For example, one of the leading perovskites -- methylammonium lead iodide -- is typically formed by coating a solution of its precursor, lead iodide, on to a substrate with a titanium dioxide layer. This is dipped into a solution of methylammonium iodide, which reacts with lead iodide to produce the perovskite. The lead iodide is usually heat-dried before the dipping step, to remove residual solvent.
Jie Zhang and colleagues at the A*STAR Institute of Materials Research and Engineering have now tested this thermal drying method against two alternative treatments.
When they heat-dried the lead iodide and dipped it into methylammonium iodide, almost 20 per cent of the lead iodide was not converted into perovskite. Using electron microscopy, the team found that the drying step had formed coarse, densely-packed crystals that were difficult for methylammonium iodide to penetrate.
In contrast, removing residual solvent by washing the lead iodide with another solvent called dichloromethane, followed by blow-drying, formed flat crystals that allowed better penetration of methylammonium iodide, leaving only four per cent of lead iodide unreacted.

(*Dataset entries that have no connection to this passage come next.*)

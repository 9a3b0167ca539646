//! feature_extraction.rs – fixed marker panel and the per-isolate extractor.
//!
//! The panel is domain data, not logic: each marker names an MGE, cassette
//! or regulatory locus together with an IUPAC-degenerate detection motif.
//! Extraction is pure and deterministic: one sequence + one panel version
//! always yields the same vector.

use std::collections::{BTreeMap, BTreeSet};
use std::path::Path;

use regex::Regex;
use serde::{Deserialize, Serialize};
use tracing::debug;

use crate::config::PipelineConfig;
use crate::errors::{LoadError, PipelineError, PipelineResult};
use crate::helper_functions::is_iupac_base;
use crate::models::{FeatureVector, Isolate};

/// Marker categories from the biofilm GWAS feature space.
#[derive(Debug, Clone, Copy, PartialEq, Eq, Serialize, Deserialize)]
pub enum MarkerCategory {
    Mge,
    SccMec,
    CoreRegulator,
    Adhesin,
    SurfaceProtein,
    Metabolic,
}

/// One allele of a polymorphism-sensitive marker, with the intensity it
/// contributes when matched.
#[derive(Debug, Clone, Serialize, Deserialize)]
pub struct PolymorphismVariant {
    pub motif: String,
    pub weight: f64,
}

#[derive(Debug, Clone, Serialize, Deserialize)]
pub struct Marker {
    pub name: String,
    pub category: MarkerCategory,
    /// IUPAC-degenerate detection motif.
    pub motif: String,
    /// Required markers anchor the assembly; failing to locate one means
    /// the isolate cannot be resolved against this panel at all.
    #[serde(default)]
    pub required: bool,
    #[serde(default)]
    pub variants: Vec<PolymorphismVariant>,
}

/// The marker panel as shipped on disk.
#[derive(Debug, Clone, Serialize, Deserialize)]
pub struct MarkerPanel {
    pub version: String,
    pub markers: Vec<Marker>,
}

impl MarkerPanel {
    pub fn from_json_str(json: &str) -> Result<Self, serde_json::Error> {
        serde_json::from_str(json)
    }

    pub fn from_json_file(path: &Path) -> Result<Self, LoadError> {
        let raw = std::fs::read_to_string(path).map_err(|source| LoadError::Io {
            path: path.display().to_string(),
            source,
        })?;
        Self::from_json_str(&raw).map_err(|source| LoadError::Parse {
            path: path.display().to_string(),
            source,
        })
    }

    /// Compile every motif up front so a batch run shares one read-only
    /// panel with no per-isolate regex work.
    pub fn compile(self) -> Result<CompiledPanel, LoadError> {
        let mut entries = Vec::with_capacity(self.markers.len());
        for marker in &self.markers {
            let motif = compile_motif(&marker.name, &marker.motif)?;
            let mut variants = Vec::with_capacity(marker.variants.len());
            for v in &marker.variants {
                variants.push((compile_motif(&marker.name, &v.motif)?, v.weight));
            }
            entries.push(CompiledMarker {
                marker: marker.clone(),
                motif,
                variants,
            });
        }
        Ok(CompiledPanel {
            version: self.version,
            entries,
        })
    }
}

/// Panel with all motifs compiled; shared read-only across worker threads.
#[derive(Debug)]
pub struct CompiledPanel {
    pub version: String,
    entries: Vec<CompiledMarker>,
}

#[derive(Debug)]
struct CompiledMarker {
    marker: Marker,
    motif: Regex,
    variants: Vec<(Regex, f64)>,
}

impl CompiledPanel {
    pub fn marker_names(&self) -> impl Iterator<Item = &str> {
        self.entries.iter().map(|e| e.marker.name.as_str())
    }

    pub fn len(&self) -> usize {
        self.entries.len()
    }

    pub fn is_empty(&self) -> bool {
        self.entries.is_empty()
    }
}

fn compile_motif(marker: &str, motif: &str) -> Result<Regex, LoadError> {
    let mut pattern = String::with_capacity(motif.len() * 3);
    for c in motif.to_ascii_uppercase().chars() {
        match c {
            'A' | 'C' | 'G' | 'T' => pattern.push(c),
            'R' => pattern.push_str("[AG]"),
            'Y' => pattern.push_str("[CT]"),
            'S' => pattern.push_str("[GC]"),
            'W' => pattern.push_str("[AT]"),
            'K' => pattern.push_str("[GT]"),
            'M' => pattern.push_str("[AC]"),
            'B' => pattern.push_str("[CGT]"),
            'D' => pattern.push_str("[AGT]"),
            'H' => pattern.push_str("[ACT]"),
            'V' => pattern.push_str("[ACG]"),
            'N' => pattern.push_str("[ACGT]"),
            other => {
                return Err(LoadError::InvalidIupac {
                    marker: marker.to_string(),
                    motif: motif.to_string(),
                    code: other,
                });
            }
        }
    }
    Regex::new(&pattern).map_err(|source| LoadError::Motif {
        marker: marker.to_string(),
        motif: motif.to_string(),
        source: Box::new(source),
    })
}

/// Genomic location of a located marker; feeds candidate-region derivation.
#[derive(Debug, Clone, PartialEq, Eq, Serialize, Deserialize)]
pub struct MarkerHit {
    pub marker: String,
    pub start: usize,
    pub end: usize,
}

/// `extract(isolate) -> FeatureVector`, discarding hit coordinates.
pub fn extract(
    isolate: &Isolate,
    panel: &CompiledPanel,
    config: &PipelineConfig,
) -> PipelineResult<FeatureVector> {
    extract_with_hits(isolate, panel, config).map(|(fv, _)| fv)
}

/// Resolve the isolate against the marker panel, also reporting where each
/// located marker sits on the assembly.
pub fn extract_with_hits(
    isolate: &Isolate,
    panel: &CompiledPanel,
    config: &PipelineConfig,
) -> PipelineResult<(FeatureVector, Vec<MarkerHit>)> {
    let seq = isolate.sequence.trim().to_ascii_uppercase();

    if seq.len() < config.min_sequence_length {
        return Err(PipelineError::UnresolvedMarker(format!(
            "sequence truncated to {} nt, minimum coverage is {} nt",
            seq.len(),
            config.min_sequence_length
        )));
    }
    if let Some((pos, bad)) = seq.chars().enumerate().find(|(_, c)| !is_iupac_base(*c)) {
        return Err(PipelineError::UnresolvedMarker(format!(
            "malformed sequence: non-IUPAC character '{bad}' at position {pos}"
        )));
    }

    let n_fraction =
        seq.chars().filter(|c| *c == 'N').count() as f64 / seq.len() as f64;
    let ambiguous = n_fraction > config.max_ambiguous_fraction;
    if ambiguous {
        debug!(
            isolate = %isolate.id,
            n_fraction,
            "ambiguous assembly; unlocated optional markers will be unresolved"
        );
    }

    let mut values = BTreeMap::new();
    let mut unresolved = BTreeSet::new();
    let mut hits = Vec::new();

    for entry in &panel.entries {
        match entry.motif.find(&seq) {
            Some(m) => {
                // Polymorphism-sensitive markers take the strongest
                // matching allele; plain markers are presence/absence.
                let value = if entry.variants.is_empty() {
                    1.0
                } else {
                    let best = entry
                        .variants
                        .iter()
                        .filter(|(re, _)| re.is_match(&seq))
                        .map(|(_, w)| *w)
                        .fold(f64::NEG_INFINITY, f64::max);
                    // Located but matching no catalogued allele: presence
                    // is established by the motif itself.
                    if best.is_finite() {
                        best.clamp(0.0, 1.0)
                    } else {
                        1.0
                    }
                };
                values.insert(entry.marker.name.clone(), value);
                hits.push(MarkerHit {
                    marker: entry.marker.name.clone(),
                    start: m.start(),
                    end: m.end(),
                });
            }
            None if entry.marker.required => {
                return Err(PipelineError::UnresolvedMarker(format!(
                    "required marker '{}' not found on assembly",
                    entry.marker.name
                )));
            }
            None => {
                if ambiguous {
                    unresolved.insert(entry.marker.name.clone());
                } else {
                    values.insert(entry.marker.name.clone(), 0.0);
                }
            }
        }
    }

    Ok((
        FeatureVector {
            panel_version: panel.version.clone(),
            values,
            unresolved,
        },
        hits,
    ))
}

#[cfg(test)]
mod tests {
    use super::*;

    fn test_panel() -> CompiledPanel {
        MarkerPanel {
            version: "panel-test".into(),
            markers: vec![
                Marker {
                    name: "mgeA".into(),
                    category: MarkerCategory::Mge,
                    motif: "GATTACAGATTACA".into(),
                    required: false,
                    variants: vec![],
                },
                Marker {
                    name: "sarA_switch".into(),
                    category: MarkerCategory::CoreRegulator,
                    motif: "TTGCARYTTGCAA".into(),
                    required: false,
                    variants: vec![
                        PolymorphismVariant {
                            motif: "TTGCAACTTGCAA".into(),
                            weight: 0.4,
                        },
                        PolymorphismVariant {
                            motif: "TTGCAGTTTGCAA".into(),
                            weight: 0.9,
                        },
                    ],
                },
            ],
        }
        .compile()
        .unwrap()
    }

    fn isolate(seq: &str) -> Isolate {
        Isolate {
            id: "MRSA_0001".into(),
            sequence: seq.into(),
            country: None,
            lineage: None,
            collected: None,
            sccmec_type: None,
        }
    }

    fn padded(core: &str) -> String {
        format!("{}{}{}", "ACGT".repeat(40), core, "TGCA".repeat(40))
    }

    #[test]
    fn extraction_is_deterministic() {
        let panel = test_panel();
        let cfg = PipelineConfig::default();
        let iso = isolate(&padded("GATTACAGATTACA"));
        let a = extract(&iso, &panel, &cfg).unwrap();
        let b = extract(&iso, &panel, &cfg).unwrap();
        assert_eq!(a, b);
        assert_eq!(
            serde_json::to_string(&a).unwrap(),
            serde_json::to_string(&b).unwrap()
        );
    }

    #[test]
    fn present_and_absent_markers_are_both_resolved() {
        let panel = test_panel();
        let cfg = PipelineConfig::default();
        let fv = extract(&isolate(&padded("GATTACAGATTACA")), &panel, &cfg).unwrap();
        assert!(fv.present("mgeA"));
        assert_eq!(fv.value("sarA_switch"), Some(0.0));
        assert!(fv.unresolved.is_empty());
    }

    #[test]
    fn degenerate_motif_matches_and_variant_weight_applies() {
        let panel = test_panel();
        let cfg = PipelineConfig::default();
        let fv = extract(&isolate(&padded("TTGCAGTTTGCAA")), &panel, &cfg).unwrap();
        assert_eq!(fv.value("sarA_switch"), Some(0.9));
    }

    #[test]
    fn truncated_sequence_is_an_unresolved_marker_error() {
        let panel = test_panel();
        let cfg = PipelineConfig::default();
        let err = extract(&isolate("ACGTACGT"), &panel, &cfg).unwrap_err();
        assert!(matches!(err, PipelineError::UnresolvedMarker(_)));
    }

    #[test]
    fn malformed_sequence_is_rejected() {
        let panel = test_panel();
        let cfg = PipelineConfig::default();
        let seq = format!("{}X{}", "ACGT".repeat(30), "ACGT".repeat(30));
        let err = extract(&isolate(&seq), &panel, &cfg).unwrap_err();
        assert!(matches!(err, PipelineError::UnresolvedMarker(_)));
    }

    #[test]
    fn required_marker_missing_fails_extraction() {
        let panel = MarkerPanel {
            version: "panel-test".into(),
            markers: vec![Marker {
                name: "femA_anchor".into(),
                category: MarkerCategory::CoreRegulator,
                motif: "CCCCCCCCCCCC".into(),
                required: true,
                variants: vec![],
            }],
        }
        .compile()
        .unwrap();
        let cfg = PipelineConfig::default();
        let err = extract(&isolate(&"ACGT".repeat(100)), &panel, &cfg).unwrap_err();
        assert!(matches!(err, PipelineError::UnresolvedMarker(_)));
    }

    #[test]
    fn ambiguous_assembly_records_unresolved_markers() {
        let panel = test_panel();
        let cfg = PipelineConfig::default();
        let seq = format!("{}{}", "ACGT".repeat(50), "N".repeat(100));
        let fv = extract(&isolate(&seq), &panel, &cfg).unwrap();
        assert!(fv.unresolved.contains("mgeA"));
        assert!(fv.unresolved_fraction() > 0.0);
    }
}
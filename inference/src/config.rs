//! config.rs – explicit, immutable pipeline configuration.
//!
//! Everything the pipeline recognizes as tunable lives here and is passed
//! by value into the batch context; there are no ambient singletons.

use serde::{Deserialize, Serialize};

/// Time-window granularity used by the surveillance aggregator.
#[derive(Debug, Clone, Copy, PartialEq, Eq, Serialize, Deserialize)]
pub enum Granularity {
    Month,
    Quarter,
    Year,
}

/// Bounds for RNA candidate-region filtering and scoring.
#[derive(Debug, Clone, Serialize, Deserialize)]
#[serde(default)]
pub struct RnaConfig {
    /// Minimum region length in nucleotides.
    pub min_region_length: usize,
    /// Inclusive GC-content bounds, as fractions.
    pub gc_min: f64,
    pub gc_max: f64,
    /// Flank added on each side of a marker hit when deriving regions.
    pub flank: usize,
    /// Seed length used for the off-target specificity scan.
    pub seed_length: usize,
}

impl Default for RnaConfig {
    fn default() -> Self {
        Self {
            min_region_length: 21,
            gc_min: 0.30,
            gc_max: 0.70,
            flank: 30,
            seed_length: 20,
        }
    }
}

/// Recognized pipeline options (spec'd surface: model version selector,
/// minimum-feature threshold, RNA length/GC bounds, grouping granularity).
#[derive(Debug, Clone, Serialize, Deserialize)]
#[serde(default)]
pub struct PipelineConfig {
    /// When set, the loaded risk model must carry exactly this version.
    pub model_version: Option<String>,
    /// Minimum number of resolved panel features required for risk scoring.
    pub min_features: usize,
    /// Sequences shorter than this are rejected as truncated assemblies.
    pub min_sequence_length: usize,
    /// Above this N-fraction, unlocated optional markers are recorded as
    /// unresolved instead of absent.
    pub max_ambiguous_fraction: f64,
    pub rna: RnaConfig,
    pub granularity: Granularity,
}

impl Default for PipelineConfig {
    fn default() -> Self {
        Self {
            model_version: None,
            min_features: 5,
            min_sequence_length: 200,
            max_ambiguous_fraction: 0.05,
            rna: RnaConfig::default(),
            granularity: Granularity::Month,
        }
    }
}
//! helper_functions.rs – small sequence utilities shared by the stages.

/// Characters accepted in input assemblies (IUPAC DNA, including N).
pub fn is_iupac_base(c: char) -> bool {
    matches!(
        c,
        'A' | 'C' | 'G' | 'T' | 'R' | 'Y' | 'S' | 'W' | 'K' | 'M' | 'B' | 'D' | 'H' | 'V' | 'N'
    )
}

/// GC fraction over A/C/G/T calls only; ambiguous bases are ignored.
pub fn gc_fraction(seq: &str) -> f64 {
    let mut gc = 0usize;
    let mut acgt = 0usize;
    for c in seq.chars() {
        match c {
            'G' | 'C' | 'g' | 'c' => {
                gc += 1;
                acgt += 1;
            }
            'A' | 'T' | 'a' | 't' => acgt += 1,
            _ => {}
        }
    }
    if acgt == 0 {
        return 0.0;
    }
    gc as f64 / acgt as f64
}

pub fn reverse_complement(seq: &str) -> String {
    seq.chars()
        .rev()
        .map(|c| match c {
            'A' => 'T',
            'C' => 'G',
            'G' => 'C',
            'T' => 'A',
            other => other,
        })
        .collect()
}

/// Hamming distance over equal-length byte slices.
pub fn hamming(a: &[u8], b: &[u8]) -> usize {
    debug_assert_eq!(a.len(), b.len());
    a.iter().zip(b).filter(|(x, y)| x != y).count()
}
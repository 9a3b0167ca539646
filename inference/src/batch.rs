//! batch.rs – per-isolate pipeline wiring and the batch worker pool.
//!
//! Each isolate's run (extract → score → coverage → design) touches only
//! the shared read-only context, so the batch fans out over a rayon pool
//! with no locking. Per-isolate failures are collected, never batch-fatal;
//! aggregation happens after the pool drains.

use std::sync::atomic::{AtomicBool, Ordering};
use std::sync::Arc;

use rayon::prelude::*;
use serde::{Deserialize, Serialize};
use tracing::{info, warn};

use crate::config::PipelineConfig;
use crate::errors::{LoadError, PipelineResult};
use crate::feature_extraction::{extract_with_hits, CompiledPanel};
use crate::models::{Isolate, IsolateBundle};
use crate::risk_scoring::RiskModel;
use crate::rna_design::{design, regions_from_hits};
use crate::therapeutic_coverage::{coverage, recommend, TherapeuticCatalog};

/// Everything a batch run shares: loaded once, immutable for the run, read
/// concurrently without synchronization.
#[derive(Debug)]
pub struct PipelineContext {
    pub panel: CompiledPanel,
    pub model: RiskModel,
    pub catalog: TherapeuticCatalog,
    pub config: PipelineConfig,
}

impl PipelineContext {
    pub fn new(
        panel: CompiledPanel,
        model: RiskModel,
        catalog: TherapeuticCatalog,
        config: PipelineConfig,
    ) -> Result<Self, LoadError> {
        model.validate()?;
        if let Some(requested) = &config.model_version {
            if *requested != model.version {
                return Err(LoadError::ModelVersionMismatch {
                    requested: requested.clone(),
                    loaded: model.version.clone(),
                });
            }
        }
        Ok(Self {
            panel,
            model,
            catalog,
            config,
        })
    }
}

/// Cooperative batch-level cancellation: stops issuing new isolate tasks,
/// lets in-flight ones finish or fail cleanly.
#[derive(Debug, Clone, Default)]
pub struct CancelToken(Arc<AtomicBool>);

impl CancelToken {
    pub fn new() -> Self {
        Self::default()
    }

    pub fn cancel(&self) {
        self.0.store(true, Ordering::SeqCst);
    }

    pub fn is_cancelled(&self) -> bool {
        self.0.load(Ordering::SeqCst)
    }
}

#[derive(Debug, Clone, Serialize, Deserialize)]
pub struct IsolateFailure {
    pub isolate_id: String,
    pub error: String,
}

/// Outcome of one batch run. Failures are per-isolate and the surviving
/// bundles are what aggregation sees.
#[derive(Debug, Clone, Default, Serialize, Deserialize)]
pub struct BatchReport {
    pub bundles: Vec<IsolateBundle>,
    pub failures: Vec<IsolateFailure>,
    /// Isolates never issued because the batch was cancelled.
    pub skipped: Vec<String>,
}

enum Outcome {
    Done(Box<IsolateBundle>),
    Failed(IsolateFailure),
    Skipped(String),
}

/// Run one isolate through the full per-isolate pipeline.
pub fn run_isolate(isolate: &Isolate, ctx: &PipelineContext) -> PipelineResult<IsolateBundle> {
    let (features, hits) = extract_with_hits(isolate, &ctx.panel, &ctx.config)?;
    let risk = ctx.model.score(&features, &ctx.config)?;
    let profile = coverage(&features, &ctx.catalog)?;
    let recommended_agent = recommend(&profile, &ctx.catalog).map(|a| a.id.clone());

    let regions = regions_from_hits(isolate, &hits, &ctx.config.rna);
    let ranking = design(&features, &regions, &isolate.sequence, &ctx.config.rna)?;

    Ok(IsolateBundle {
        isolate_id: isolate.id.clone(),
        country: isolate.country.clone(),
        lineage: isolate.lineage.clone(),
        collected: isolate.collected,
        features,
        risk,
        profile,
        recommended_agent,
        rna_candidates: ranking.into_vec(),
    })
}

/// Fan a batch out over the worker pool. The collect below is the barrier
/// the aggregator needs: nothing downstream runs until every issued task
/// has finished or failed.
pub fn run_batch(
    isolates: &[Isolate],
    ctx: &PipelineContext,
    cancel: &CancelToken,
) -> BatchReport {
    info!(count = isolates.len(), "starting batch run");

    let outcomes: Vec<Outcome> = isolates
        .par_iter()
        .map(|isolate| {
            if cancel.is_cancelled() {
                return Outcome::Skipped(isolate.id.clone());
            }
            match run_isolate(isolate, ctx) {
                Ok(bundle) => Outcome::Done(Box::new(bundle)),
                Err(e) => Outcome::Failed(IsolateFailure {
                    isolate_id: isolate.id.clone(),
                    error: e.to_string(),
                }),
            }
        })
        .collect();

    let mut report = BatchReport::default();
    for outcome in outcomes {
        match outcome {
            Outcome::Done(bundle) => report.bundles.push(*bundle),
            Outcome::Failed(failure) => {
                warn!(isolate = %failure.isolate_id, error = %failure.error, "isolate failed");
                report.failures.push(failure);
            }
            Outcome::Skipped(id) => report.skipped.push(id),
        }
    }

    info!(
        ok = report.bundles.len(),
        failed = report.failures.len(),
        skipped = report.skipped.len(),
        "batch run finished"
    );
    report
}

#[cfg(test)]
mod tests {
    use super::*;
    use crate::feature_extraction::{Marker, MarkerCategory, MarkerPanel};
    use crate::therapeutic_coverage::{AgentClass, TherapeuticAgent};
    use std::collections::{BTreeMap, BTreeSet};

    fn context() -> PipelineContext {
        let panel = MarkerPanel {
            version: "panel-test".into(),
            markers: vec![
                Marker {
                    name: "mgeA".into(),
                    category: MarkerCategory::Mge,
                    motif: "GATTACAGATTACAGATTACA".into(),
                    required: false,
                    variants: vec![],
                },
                Marker {
                    name: "icaA".into(),
                    category: MarkerCategory::Adhesin,
                    motif: "ATGACCATTGGACCTTGACG".into(),
                    required: false,
                    variants: vec![],
                },
            ],
        }
        .compile()
        .unwrap();

        let model = RiskModel {
            version: "risk-v1".into(),
            intercept: -0.5,
            weights: BTreeMap::from([
                ("mgeA".to_string(), 1.2),
                ("icaA".to_string(), 1.6),
            ]),
            high_risk_markers: BTreeSet::from(["icaA".to_string()]),
            base_se: 0.05,
            widen_factor: 3.0,
        };

        let catalog = TherapeuticCatalog {
            agents: vec![TherapeuticAgent {
                id: "vB_SauM-C1".into(),
                name: "vB_SauM-C1".into(),
                class: AgentClass::Phage,
                target: "Cell Wall".into(),
                required_markers: BTreeSet::from(["icaA".to_string()]),
                excluding_markers: BTreeSet::new(),
                receptor_polymorphisms: BTreeMap::new(),
                resistance_emergence_rate: 0.12,
            }],
        };

        let config = PipelineConfig {
            min_features: 2,
            ..Default::default()
        };
        PipelineContext::new(panel, model, catalog, config).unwrap()
    }

    fn isolate(id: &str, core: &str) -> Isolate {
        Isolate {
            id: id.into(),
            sequence: format!("{}{}{}", "ACGT".repeat(30), core, "TCCA".repeat(30)),
            country: Some("Germany".into()),
            lineage: Some("ST8".into()),
            collected: None,
            sccmec_type: Some("IV".into()),
        }
    }

    #[test]
    fn bundle_carries_every_stage_output() {
        let ctx = context();
        let iso = isolate("MRSA_0001", "ATGACCATTGGACCTTGACG");
        let bundle = run_isolate(&iso, &ctx).unwrap();
        assert_eq!(bundle.risk.model_version, "risk-v1");
        assert!(bundle.profile.fractions["vB_SauM-C1"] > 0.0);
        assert_eq!(bundle.recommended_agent.as_deref(), Some("vB_SauM-C1"));
        assert!(!bundle.rna_candidates.is_empty());
    }

    #[test]
    fn failures_are_per_isolate_not_batch_fatal() {
        let ctx = context();
        let isolates = vec![
            isolate("MRSA_0001", "ATGACCATTGGACCTTGACG"),
            Isolate {
                id: "MRSA_0002".into(),
                sequence: "ACGT".into(), // truncated
                country: None,
                lineage: None,
                collected: None,
                sccmec_type: None,
            },
        ];
        let report = run_batch(&isolates, &ctx, &CancelToken::new());
        assert_eq!(report.bundles.len(), 1);
        assert_eq!(report.failures.len(), 1);
        assert_eq!(report.failures[0].isolate_id, "MRSA_0002");
    }

    #[test]
    fn cancelled_batch_skips_everything_cleanly() {
        let ctx = context();
        let isolates = vec![isolate("MRSA_0001", "ATGACCATTGGACCTTGACG")];
        let cancel = CancelToken::new();
        cancel.cancel();
        let report = run_batch(&isolates, &ctx, &cancel);
        assert!(report.bundles.is_empty());
        assert_eq!(report.skipped, vec!["MRSA_0001".to_string()]);
    }

    #[test]
    fn version_selector_must_match_loaded_model() {
        let base = context();
        let config = PipelineConfig {
            model_version: Some("risk-v9".into()),
            ..Default::default()
        };
        let err = PipelineContext::new(base.panel, base.model, base.catalog, config)
            .err()
            .unwrap();
        assert!(matches!(err, LoadError::ModelVersionMismatch { .. }));
    }
}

Unexpectedly, the researchers got the best results with no treatment at all. Simply dipping the fresh lead iodide film into methylammonium iodide ensured that more than 99 per cent of it reacted to form perovskite. "The surprising finding is that using the wet film directly for conversion -- the simplest and most straightforward method -- yields the best performance and consistency needed for practical applications," says Zhang.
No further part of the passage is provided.